The investigators showed that this synthetic circuit can selectively trigger apoptosis in HeLa cells expressing specific combinations of markers expressed by cancer cells without affecting the surrounding, non-HeLa cell types.
“Our microRNA-based strategy provides a flexible approach that can use different marker combinations, and since different cancers may express very different combinations of markers, this approach can therefore be tailored to different types of tumors,” says Dr. Benenson.
This concept, enabling specific responses to be triggered based on defined and complex intracellular conditions, provides a therapeutic framework with applicability for other cellular states, and illustrates one of the applications of synthetic biology in cancer diagnosis and therapy. “Our long-term goal is to develop this into a therapy candidate but, like any potential treatment, it has to go first through all the stages, including cell culture and animal testing,” explains Dr. Benenson.
“Our expansion of optogenetics as a field involved an approach to convert electromagnetic waves from the visible range of blue light into a sustained transcription response, which allows genes to be controlled by shining blue light onto them,” says Martin Fussenegger, Ph.D., professor of biotechnology and bioengineering at ETH Zürich.
The strategy used by Dr. Fussenegger and colleagues takes advantage of the signal cascade of melanopsin, the photopigment found in the photosensitive ganglion cells from the retina, which is most sensitive to blue light (~480 nm). Upon light exposure, melanopsin activates a G protein, triggering a subsequent signal transduction cascade that leads to an intracellular calcium surge.
This calcium surge was rewired to the nuclear factor of activated T-cells, which can initiate gene transcription from specific promoters. After demonstrating the functionality of this synthetic device in mammalian cells, Dr. Fussenegger and colleagues subsequently illustrated its use in a mouse model, where it enabled the light-induced expression of a transgene.
In a type 2 diabetes mouse model harboring these transgenic synthetic devices in intraperitoneal hollow-fiber or subcutaneous implants, the investigators reported that, upon exposure to light, the animals showed increased glucagon-like peptide 1 expression, reduced glycemic excursions, and decreased glycemic levels.
“This system is ready for clinical applications,” emphasizes Dr. Fussenegger. A key feature, fundamental for the clinical use of this synthetic device, is that it is fully humanized, and it does not contain any components that would elicit an immune response.

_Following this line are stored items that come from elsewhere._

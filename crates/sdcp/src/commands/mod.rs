//! Command dispatch: bridges CLI args -> core commands -> output formatting.

pub mod broker;
pub mod config_cmd;
pub mod control;
pub mod discover;
pub mod gateway;
pub mod status;

use std::path::PathBuf;
use std::sync::Arc;
use std::time::Duration;

use clap::ValueEnum;
use tracing::debug;

use sdcp_api::BrokerManager;
use sdcp_config::{Config, PrinterProfile};
use sdcp_core::{Printer, PrinterConfig};

use crate::cli::{Command, GlobalOpts, OutputFormat};
use crate::error::CliError;
use crate::output;

/// Everything a handler needs: parsed flags and the layered config.
pub struct Context {
    pub global: GlobalOpts,
    pub config: Config,
    pub config_path: PathBuf,
}

impl Context {
    pub fn load(global: GlobalOpts) -> Result<Self, CliError> {
        let config_path = global.config.clone().unwrap_or_else(sdcp_config::config_path);
        let config = sdcp_config::load_config_from(Some(&config_path))
            .map_err(|e| CliError::from_config(e, &config_path))?;
        Ok(Self {
            global,
            config,
            config_path,
        })
    }

    pub fn output(&self) -> Result<OutputFormat, CliError> {
        if let Some(format) = self.global.output {
            return Ok(format);
        }
        OutputFormat::from_str(&self.config.defaults.output, true).map_err(|reason| {
            CliError::Validation {
                field: "defaults.output".into(),
                reason,
            }
        })
    }

    pub fn color(&self) -> bool {
        output::should_color(self.global.color)
    }

    pub fn print(&self, rendered: &str) {
        output::print_output(rendered, self.global.quiet);
    }

    /// Note on stderr unless `--quiet`.
    pub fn note(&self, message: &str) {
        if !self.global.quiet {
            eprintln!("{message}");
        }
    }

    /// The printer named by `--host/--id`, else by `--printer`, else the
    /// configured default.
    pub fn printer_config(&self) -> Result<PrinterConfig, CliError> {
        let mut config = if let (Some(host), Some(id)) = (&self.global.host, &self.global.id) {
            let profile = PrinterProfile {
                host: host.clone(),
                transport: self.global.transport,
                id: id.clone(),
                model: None,
                port: None,
                access_code: self.global.access_code.clone(),
                access_code_env: None,
                command_timeout: None,
            };
            sdcp_config::profile_to_printer_config(&profile, &self.config.defaults)
        } else {
            let (name, profile) = self
                .config
                .select_printer(self.global.printer.as_deref())
                .map_err(|e| CliError::from_config(e, &self.config_path))?;
            debug!(profile = name, host = %profile.host, "using printer profile");
            sdcp_config::profile_to_printer_config(profile, &self.config.defaults)
        };
        if let Some(secs) = self.global.timeout {
            config = config.with_command_timeout(Duration::from_secs(secs));
        }
        Ok(config)
    }

    pub fn broker(&self) -> Arc<BrokerManager> {
        Arc::new(BrokerManager::new(self.config.broker.to_broker_config()))
    }

    /// Build and connect the selected printer.
    pub async fn connect(&self) -> Result<Printer, CliError> {
        let printer = Printer::with_broker(self.printer_config()?, self.broker());
        printer.connect().await?;
        Ok(printer)
    }
}

/// Dispatch a parsed command to its handler.
pub async fn dispatch(cmd: Command, ctx: &Context) -> Result<(), CliError> {
    match cmd {
        Command::Discover(args) => discover::handle(args, ctx).await,
        Command::Status(args) => status::status(args, ctx).await,
        Command::Attributes => status::attributes(ctx).await,
        Command::History => status::history(ctx).await,
        Command::Video(args) => control::video(args, ctx).await,
        Command::Pause | Command::Resume | Command::Stop => control::print_control(&cmd, ctx).await,
        Command::Set(args) => control::set(args, ctx).await,
        Command::Gateway(args) => gateway::handle(args, ctx).await,
        Command::Broker(args) => broker::handle(args, ctx).await,
        Command::Config(args) => config_cmd::handle(args, ctx),
        // Handled before dispatch
        Command::Completions(_) => Ok(()),
    }
}
// ── Cc2Client ────────────────────────────────────────────────────────

#[derive(Clone)]
pub struct Cc2Client {
    inner: Arc<ClientInner>,
}

struct ClientInner {
    config: Cc2Config,
    client_id: String,
    topics: Cc2Topics,
    client: AsyncClient,
    pending: PendingRequests<u64, Value>,
    events: broadcast::Sender<Arc<TransportEvent>>,
    state: watch::Sender<Cc2State>,
    alive: AtomicBool,
    next_id: AtomicU64,
    registration: Mutex<Option<oneshot::Sender<RegisterReply>>>,
    last_pong: Mutex<Instant>,
    cancel: CancellationToken,
    tasks: Mutex<Vec<JoinHandle<()>>>,
}

impl ClientInner {
    fn emit(&self, event: TransportEvent) {
        let _ = self.events.send(Arc::new(event));
    }

    fn mark_dead(&self, reason: &str) {
        if self.alive.swap(false, Ordering::AcqRel) {
            let released = self.pending.fail_all();
            self.state.send_replace(Cc2State::Disconnected);
            warn!(serial = %self.config.serial, reason, released, "printer connection closed");
            self.emit(TransportEvent::Closed {
                reason: reason.to_owned(),
            });
            self.cancel.cancel();
        }
    }

    fn track(&self, handle: JoinHandle<()>) {
        self.tasks
            .lock()
            .unwrap_or_else(PoisonError::into_inner)
            .push(handle);
    }

    fn on_publish(&self, topic: &str, payload: &[u8]) {
        if topic == self.topics.register_response {
            self.on_register_reply(payload);
            return;
        }

        let frame: RpcFrame = match serde_json::from_slice(payload) {
            Ok(frame) => frame,
            Err(e) => {
                debug!(topic, error = %e, "dropping malformed CC2 frame");
                return;
            }
        };

        if topic == self.topics.response {
            if frame.kind.as_deref() == Some("PONG") {
                trace!("heartbeat pong");
                *self.last_pong.lock().unwrap_or_else(PoisonError::into_inner) = Instant::now();
                return;
            }
            let (Some(id), Some(method)) = (frame.id, frame.method) else {
                debug!(topic, "response without id/method");
                return;
            };
            if !self.pending.resolve(&id, frame.result.clone()) {
                trace!(id, method, "response without a waiter");
            }
            self.emit(TransportEvent::Response {
                command: method,
                data: frame.result,
            });
        } else if topic == self.topics.status {
            match (frame.method, frame.id) {
                (Some(method::STATUS_PUSH), Some(seq)) => self.emit(TransportEvent::StatusDelta {
                    seq,
                    delta: frame.result,
                }),
                (method, _) => debug!(?method, "unexpected status frame"),
            }
        } else {
            debug!(topic, "unknown CC2 topic");
        }
    }

    fn on_register_reply(&self, payload: &[u8]) {
        let reply: RegisterReply = match serde_json::from_slice(payload) {
            Ok(reply) => reply,
            Err(e) => {
                debug!(error = %e, "dropping malformed registration response");
                return;
            }
        };
        if reply.client_id.as_deref().is_some_and(|id| id != self.client_id) {
            trace!("registration response for another client");
            return;
        }
        let slot = self
            .registration
            .lock()
            .unwrap_or_else(PoisonError::into_inner)
            .take();
        match slot {
            Some(tx) => {
                let _ = tx.send(reply);
            }
            None => debug!(error = %reply.error, "unsolicited registration response"),
        }
    }
}

impl Cc2Client {
    /// Connect to the printer's broker and register.
    ///
    /// Fails with [`Error::TooManyClients`], [`Error::RegistrationRejected`]
    /// or [`Error::RegistrationTimeout`] when registration does not succeed;
    /// nothing is left running in that case.
    ///
    /// Background tasks run under a child of `cancel`. Connection loss
    /// cancels only that child, so the owner's token stays live and the
    /// [`TransportEvent::Closed`] notification is still delivered.
    pub async fn connect(config: Cc2Config, cancel: CancellationToken) -> Result<Self, Error> {
        let client_id = format!("sdcp_{}", &uuid::Uuid::new_v4().simple().to_string()[..12]);
        let topics = Cc2Topics::new(&config.serial, &client_id);

        let mut options = MqttOptions::new(client_id.clone(), &config.host, config.port);
        options.set_keep_alive(Duration::from_secs(30));
        options.set_clean_session(true);
        options.set_max_packet_size(MAX_PACKET_SIZE, MAX_PACKET_SIZE);
        if let Some(code) = &config.access_code {
            options.set_credentials(USERNAME, code.expose_secret());
        }

        let (client, eventloop) = AsyncClient::new(options, 64);
        let (events, _) = broadcast::channel(EVENT_CHANNEL_CAPACITY);
        let (state, _) = watch::channel(Cc2State::Connecting);

        info!(host = %config.host, serial = %config.serial, "connecting to printer broker");
        let inner = Arc::new(ClientInner {
            config,
            client_id,
            topics,
            client,
            pending: PendingRequests::new(),
            events,
            state,
            alive: AtomicBool::new(true),
            next_id: AtomicU64::new(1),
            registration: Mutex::new(None),
            last_pong: Mutex::new(Instant::now()),
            cancel: cancel.child_token(),
            tasks: Mutex::new(Vec::new()),
        });

        let (connected_tx, connected_rx) = oneshot::channel();
        inner.track(tokio::spawn(poll_loop(Arc::clone(&inner), eventloop, connected_tx)));

        let this = Self { inner };
        if let Err(e) = this.register(connected_rx).await {
            this.disconnect().await;
            return Err(e);
        }

        *this.inner.last_pong.lock().unwrap_or_else(PoisonError::into_inner) = Instant::now();
        this.inner.state.send_replace(Cc2State::Registered);
        this.inner
            .track(tokio::spawn(heartbeat_loop(Arc::clone(&this.inner))));
        info!(serial = %this.inner.config.serial, client_id = %this.inner.client_id, "registered with printer");
        Ok(this)
    }

    async fn register(&self, connected: oneshot::Receiver<Result<(), Error>>) -> Result<(), Error> {
        let inner = &self.inner;

        match tokio::time::timeout(inner.config.command_timeout, connected).await {
            Ok(Ok(result)) => result?,
            Ok(Err(_)) => return Err(Error::Mqtt("event loop exited before CONNACK".into())),
            Err(_) => return Err(Error::Mqtt("printer broker CONNACK timed out".into())),
        }

        for topic in [
            &inner.topics.response,
            &inner.topics.status,
            &inner.topics.register_response,
        ] {
            inner
                .client
                .subscribe(topic.clone(), QoS::AtMostOnce)
                .await
                .map_err(|e| Error::Mqtt(e.to_string()))?;
        }

        inner.state.send_replace(Cc2State::Registering);
        let (tx, rx) = oneshot::channel();
        *inner
            .registration
            .lock()
            .unwrap_or_else(PoisonError::into_inner) = Some(tx);

        let request = json!({
            "client_id": inner.client_id,
            "request_id": uuid::Uuid::new_v4().simple().to_string(),
        });
        inner
            .client
            .publish(
                inner.topics.register.clone(),
                QoS::AtMostOnce,
                false,
                request.to_string(),
            )
            .await
            .map_err(|e| Error::Mqtt(e.to_string()))?;

        let timeout = inner.config.registration_timeout;
        let reply = match tokio::time::timeout(timeout, rx).await {
            Ok(Ok(reply)) => reply,
            Ok(Err(_)) => return Err(Error::Disconnected),
            Err(_) => {
                return Err(Error::RegistrationTimeout {
                    timeout_ms: u64::try_from(timeout.as_millis()).unwrap_or(u64::MAX),
                });
            }
        };
        registration_outcome(&reply).inspect_err(|e| warn!(error = %e, "registration refused"))
    }

    /// Issue an RPC. With `wait`, blocks until the matching response
    /// arrives or the command timeout elapses.
    pub async fn send_command(
        &self,
        method: u32,
        params: Value,
        wait: bool,
    ) -> Result<Option<Value>, Error> {
        let inner = &self.inner;
        if !inner.alive.load(Ordering::Acquire) || *inner.state.borrow() != Cc2State::Registered {
            return Err(Error::NotConnected);
        }

        let id = inner.next_id.fetch_add(1, Ordering::Relaxed);
        let waiter = wait.then(|| inner.pending.register(id));
        let payload = json!({ "id": id, "method": method, "params": params });

        debug!(id, method, "publishing CC2 command");
        let published = inner
            .client
            .publish(
                inner.topics.request.clone(),
                QoS::AtMostOnce,
                false,
                payload.to_string(),
            )
            .await;
        if let Err(e) = published {
            let reason = e.to_string();
            inner.mark_dead(&reason);
            return Err(Error::Connection(reason));
        }

        let Some(waiter) = waiter else {
            return Ok(None);
        };
        let result = waiter
            .wait(inner.config.command_timeout)
            .await
            .inspect_err(|e| {
                if matches!(e, Error::Timeout { .. }) {
                    warn!(id, method, "CC2 command timed out");
                }
            })?;
        match result.get("error_code").and_then(Value::as_i64) {
            None | Some(0) => Ok(Some(result)),
            Some(code) => Err(Error::Rejected {
                command: method,
                ack: code,
            }),
        }
    }

    pub fn subscribe(&self) -> broadcast::Receiver<Arc<TransportEvent>> {
        self.inner.events.subscribe()
    }

    pub fn state(&self) -> watch::Receiver<Cc2State> {
        self.inner.state.subscribe()
    }

    pub fn is_alive(&self) -> bool {
        self.inner.alive.load(Ordering::Acquire)
    }

    pub fn client_id(&self) -> &str {
        &self.inner.client_id
    }

    pub fn serial(&self) -> &str {
        &self.inner.config.serial
    }

    pub fn topics(&self) -> &Cc2Topics {
        &self.inner.topics
    }

    pub async fn disconnect(&self) {
        if let Err(e) = self.inner.client.disconnect().await {
            debug!(error = %e, "MQTT disconnect request failed");
        }
        self.inner.mark_dead("disconnected by owner");
        self.inner.cancel.cancel();

        let handles: Vec<JoinHandle<()>> = self
            .inner
            .tasks
            .lock()
            .unwrap_or_else(PoisonError::into_inner)
            .drain(..)
            .collect();
        for handle in handles {
            let _ = handle.await;
        }
    }
}
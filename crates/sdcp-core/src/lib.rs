//! Domain layer between `sdcp-api` and consumers (CLI / gateway).
//!
//! - **[`Printer`]**: facade over one printer connection.
//!   [`connect()`](Printer::connect) opens a transport session, spawns a
//!   bridge that folds pushes into the [`PrinterStore`], and requests the
//!   initial status and attributes. [`Printer::execute`] runs typed
//!   [`Command`]s against whichever transport the printer speaks.
//!
//! - **[`PrinterStore`]**: `watch`-backed status and attributes snapshots,
//!   a `DashMap` history collection with backfill de-duplication, and the
//!   last video URL.
//!
//! - **Status reconstruction** ([`convert`], [`cc2_state`]): SDCP documents
//!   are replaced wholesale; inverted-MQTT deltas are merged group by group
//!   into a typed cache with sequence-gap detection and resync.
//!
//! - **Domain model** ([`model`]): `Device`, `StatusSnapshot`, `PrintJob`,
//!   `Attributes`, `PrintHistoryEntry`.

pub mod cc2_state;
pub mod command;
pub mod config;
pub mod convert;
pub mod error;
pub mod model;
pub mod printer;
pub mod store;
pub mod stream;

// ── Primary re-exports ──────────────────────────────────────────────
pub use command::{Command, CommandResult, Fan};
pub use config::PrinterConfig;
pub use error::CoreError;
pub use printer::{ConnectionState, Printer};
pub use store::PrinterStore;
pub use stream::{StatusStream, StatusWatchStream};

pub use model::{
    Attributes, Device, FanSpeeds, LightState, MachineStatus, Position, PrintHistoryEntry,
    PrintJob, PrintStatus, PrinterClass, StatusSnapshot, Temperature, Temperatures,
    TransportKind,
};
//! Print control, parameter and video handlers.

use sdcp_core::{Command as CoreCommand, CommandResult};

use crate::cli::{Command, SetArgs, SetCommand, Toggle, VideoArgs, VideoCommand};
use crate::error::CliError;

use super::Context;

/// Connect, run one command, disconnect.
async fn run_once(ctx: &Context, command: CoreCommand) -> Result<CommandResult, CliError> {
    let printer = ctx.connect().await?;
    let result = printer.execute(command).await;
    printer.disconnect().await;
    Ok(result?)
}

pub async fn print_control(cmd: &Command, ctx: &Context) -> Result<(), CliError> {
    let (command, done) = match cmd {
        Command::Pause => (CoreCommand::Pause, "Print paused"),
        Command::Resume => (CoreCommand::Resume, "Print resumed"),
        Command::Stop => (CoreCommand::Stop, "Print stopped"),
        _ => return Ok(()),
    };
    run_once(ctx, command).await?;
    ctx.note(done);
    Ok(())
}

/// The command `sdcp set` issues. Values are clamped by the core before
/// they reach the printer.
fn set_command(args: &SetCommand) -> CoreCommand {
    match *args {
        SetCommand::Fan { fan, percent } => CoreCommand::SetFanSpeed { fan, percent },
        SetCommand::Speed { percent } => CoreCommand::SetPrintSpeed { percent },
        SetCommand::Nozzle { celsius } => CoreCommand::SetNozzleTemp { celsius },
        SetCommand::Bed { celsius } => CoreCommand::SetBedTemp { celsius },
        SetCommand::Light { state } => CoreCommand::SetLight {
            on: matches!(state, Toggle::On),
        },
    }
}

pub async fn set(args: SetArgs, ctx: &Context) -> Result<(), CliError> {
    let command = set_command(&args.command);
    let requested = command.clamped();
    if requested != command {
        tracing::warn!(?command, ?requested, "value clamped to the printer's safe range");
    }
    run_once(ctx, command).await?;
    ctx.note("Parameter updated");
    Ok(())
}

pub async fn video(args: VideoArgs, ctx: &Context) -> Result<(), CliError> {
    let enable = matches!(args.command, VideoCommand::Enable);
    match run_once(ctx, CoreCommand::SetVideo { enable }).await? {
        CommandResult::VideoUrl(Some(url)) => ctx.print(&url),
        CommandResult::VideoUrl(None) if !enable => ctx.note("Video stream disabled"),
        _ => ctx.note("Printer returned no stream URL"),
    }
    Ok(())
}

As individual parts, such as promoters, open reading frames, terminators, and transcription factors are combined to generate pathways and circuits, one of the goals of synthetic biology is to generate synthetic chromosomes and genomes, some of which have never existed before.
An important milestone was reached less than a year ago, with the publication of the first partially synthetic eukaryotic chromosome—that of the budding yeast. This advancement, along with other developments in the field, are signaling the beginning of a new era, one that provides a new level of scientific inquiry and promises to reshape medicine, biomedical research, and biotechnology.